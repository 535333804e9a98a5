use std::sync::Arc;

use axum::http::{Request, StatusCode};
use axum::response::Response;
use chrono::NaiveDate;
use serde_json::Value;

use crate::residents::domain::{NewResident, Resident, ResidentId, ResidentSubmission, UserId};
use crate::residents::query::{ResidentQuery, Visibility};
use crate::residents::repository::{RepositoryError, ResidentRepository};
use crate::residents::{
    resident_router, AccessPolicy, Caller, InMemoryResidentRepository, ResidentRegistryService,
    ROLES_HEADER, USER_ID_HEADER,
};

pub(super) const ENCODER: UserId = UserId(7);
pub(super) const OTHER_ENCODER: UserId = UserId(8);
pub(super) const SECRETARY: UserId = UserId(1);

pub(super) fn today() -> NaiveDate {
    NaiveDate::from_ymd_opt(2024, 6, 1).expect("valid date")
}

pub(super) fn encoder() -> Caller {
    Caller::new(ENCODER, ["encoder"])
}

pub(super) fn other_encoder() -> Caller {
    Caller::new(OTHER_ENCODER, ["encoder"])
}

pub(super) fn secretary() -> Caller {
    Caller::new(SECRETARY, ["brgySecretary"])
}

pub(super) fn super_admin() -> Caller {
    Caller::new(UserId(2), ["super_admin"])
}

pub(super) fn submission() -> ResidentSubmission {
    ResidentSubmission {
        lastname: Some("dela CRUZ".to_string()),
        firstname: Some("JUAN".to_string()),
        middlename: Some("santos".to_string()),
        birthdate: Some("2000-01-01".to_string()),
        purok: Some("purok 3".to_string()),
        placeofbirth: Some("CEBU city".to_string()),
        sex: Some("Male".to_string()),
        civilstatus: Some("Single".to_string()),
        position_in_family: Some("Son".to_string()),
        citizenship: Some("Filipino".to_string()),
        other_citizenship: None,
        educ_attainment: Some("Graduate".to_string()),
        other_educational_att: None,
        occupation: Some("FARMER".to_string()),
        ofw: Some("No".to_string()),
        pwd: Some("No".to_string()),
    }
}

pub(super) fn senior_woman() -> ResidentSubmission {
    ResidentSubmission {
        lastname: Some("Reyes".to_string()),
        firstname: Some("Lourdes".to_string()),
        middlename: None,
        birthdate: Some("1950-03-15".to_string()),
        sex: Some("Female".to_string()),
        civilstatus: Some("Widowed".to_string()),
        position_in_family: Some("Head of the family".to_string()),
        pwd: Some("Yes".to_string()),
        ..submission()
    }
}

pub(super) fn senior_man() -> ResidentSubmission {
    ResidentSubmission {
        lastname: Some("Garcia".to_string()),
        firstname: Some("Pedro".to_string()),
        birthdate: Some("1960-01-20".to_string()),
        position_in_family: Some("Head of the family".to_string()),
        civilstatus: Some("Married".to_string()),
        ofw: Some("Yes".to_string()),
        ..submission()
    }
}

pub(super) fn build_service() -> (
    ResidentRegistryService<InMemoryResidentRepository>,
    Arc<InMemoryResidentRepository>,
) {
    let repository = Arc::new(InMemoryResidentRepository::default());
    let service = ResidentRegistryService::new(repository.clone(), AccessPolicy::default());
    (service, repository)
}

pub(super) struct UnavailableRepository;

impl ResidentRepository for UnavailableRepository {
    fn insert(&self, _resident: NewResident) -> Result<Resident, RepositoryError> {
        Err(RepositoryError::Unavailable("database offline".to_string()))
    }

    fn update(
        &self,
        _visibility: &Visibility,
        _resident: Resident,
    ) -> Result<Resident, RepositoryError> {
        Err(RepositoryError::Unavailable("database offline".to_string()))
    }

    fn fetch(
        &self,
        _visibility: &Visibility,
        _id: ResidentId,
    ) -> Result<Option<Resident>, RepositoryError> {
        Err(RepositoryError::Unavailable("database offline".to_string()))
    }

    fn list(
        &self,
        _visibility: &Visibility,
        _query: &ResidentQuery,
    ) -> Result<Vec<Resident>, RepositoryError> {
        Err(RepositoryError::Unavailable("database offline".to_string()))
    }

    fn delete_many(
        &self,
        _visibility: &Visibility,
        _ids: &[ResidentId],
    ) -> Result<Vec<ResidentId>, RepositoryError> {
        Err(RepositoryError::Unavailable("database offline".to_string()))
    }
}

pub(super) fn router_with_service(
    service: ResidentRegistryService<InMemoryResidentRepository>,
) -> axum::Router {
    resident_router(Arc::new(service))
}

pub(super) fn request_as(
    caller: &Caller,
    method: &str,
    uri: &str,
    body: Option<Value>,
) -> Request<axum::body::Body> {
    let roles: Vec<&str> = caller.roles.iter().map(String::as_str).collect();
    let builder = Request::builder()
        .method(method)
        .uri(uri)
        .header(USER_ID_HEADER, caller.user_id.0.to_string())
        .header(ROLES_HEADER, roles.join(","));

    match body {
        Some(body) => builder
            .header(axum::http::header::CONTENT_TYPE, "application/json")
            .body(axum::body::Body::from(
                serde_json::to_vec(&body).expect("serialize body"),
            ))
            .expect("request builds"),
        None => builder
            .body(axum::body::Body::empty())
            .expect("request builds"),
    }
}

pub(super) fn assert_status(response: &Response, expected: StatusCode) {
    assert_eq!(response.status(), expected);
}

pub(super) async fn read_json_body(response: Response) -> Value {
    let body = axum::body::to_bytes(response.into_body(), 64 * 1024)
        .await
        .expect("read body");
    serde_json::from_slice(&body).expect("json payload")
}
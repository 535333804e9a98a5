use super::domain::{NewResident, Resident, ResidentId};
use super::query::{ResidentQuery, Visibility};

/// Storage abstraction for `brgy_inhabitants`.
///
/// Every read and write takes the caller's [`Visibility`]; rows outside it behave as if they
/// did not exist.
pub trait ResidentRepository: Send + Sync {
    fn insert(&self, resident: NewResident) -> Result<Resident, RepositoryError>;
    fn update(&self, visibility: &Visibility, resident: Resident)
        -> Result<Resident, RepositoryError>;
    fn fetch(
        &self,
        visibility: &Visibility,
        id: ResidentId,
    ) -> Result<Option<Resident>, RepositoryError>;
    fn list(
        &self,
        visibility: &Visibility,
        query: &ResidentQuery,
    ) -> Result<Vec<Resident>, RepositoryError>;
    /// Hard delete. Returns the ids that were actually removed.
    fn delete_many(
        &self,
        visibility: &Visibility,
        ids: &[ResidentId],
    ) -> Result<Vec<ResidentId>, RepositoryError>;
}

/// Error enumeration for repository failures.
#[derive(Debug, thiserror::Error)]
pub enum RepositoryError {
    #[error("resident not found")]
    NotFound,
    #[error("repository unavailable: {0}")]
    Unavailable(String),
}
use crate::config::TelemetryConfig;
use std::fmt;
use tracing_subscriber::filter::ParseError;
use tracing_subscriber::EnvFilter;

#[derive(Debug)]
pub enum TelemetryError {
    EnvFilter { value: String, source: ParseError },
    Subscriber(Box<dyn std::error::Error + Send + Sync>),
}

impl fmt::Display for TelemetryError {
    fn fmt(&self, f: &mut fmt::Formatter<'_>) -> fmt::Result {
        match self {
            TelemetryError::EnvFilter { value, .. } => {
                write!(
                    f,
                    "invalid log level/filter '{}': unable to build EnvFilter",
                    value
                )
            }
            TelemetryError::Subscriber(err) => write!(f, "telemetry error: {err}"),
        }
    }
}

impl std::error::Error for TelemetryError {
    fn source(&self) -> Option<&(dyn std::error::Error + 'static)> {
        match self {
            TelemetryError::EnvFilter { source, .. } => Some(source),
            TelemetryError::Subscriber(err) => Some(&**err),
        }
    }
}

/// Install the global fmt subscriber. `RUST_LOG` wins over the configured level.
pub fn init(config: &TelemetryConfig) -> Result<(), TelemetryError> {
    let env_filter = match EnvFilter::try_from_default_env() {
        Ok(filter) => filter,
        Err(_) => build_filter(&config.log_level)?,
    };

    tracing_subscriber::fmt()
        .with_env_filter(env_filter)
        .with_target(false)
        .compact()
        .with_ansi(false)
        .try_init()
        .map_err(TelemetryError::Subscriber)
}

fn build_filter(level: &str) -> Result<EnvFilter, TelemetryError> {
    EnvFilter::try_new(level).map_err(|source| TelemetryError::EnvFilter {
        value: level.to_string(),
        source,
    })
}

#[cfg(test)]
mod tests {
    use super::*;

    #[test]
    fn accepts_directive_style_levels() {
        assert!(build_filter("barangay_registry=debug,info").is_ok());
    }

    #[test]
    fn rejects_garbage_levels() {
        match build_filter("barangay_registry=verbose") {
            Err(TelemetryError::EnvFilter { value, .. }) => {
                assert_eq!(value, "barangay_registry=verbose")
            }
            other => panic!("expected env filter error, got {other:?}"),
        }
    }
}
pub mod config;
pub mod error;
pub mod residents;
pub mod telemetry;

◇ ◇ ◇ ◇

Reproduce each line above that contains "Send".

pub trait ResidentRepository: Send + Sync {
    Subscriber(Box<dyn std::error::Error + Send + Sync>),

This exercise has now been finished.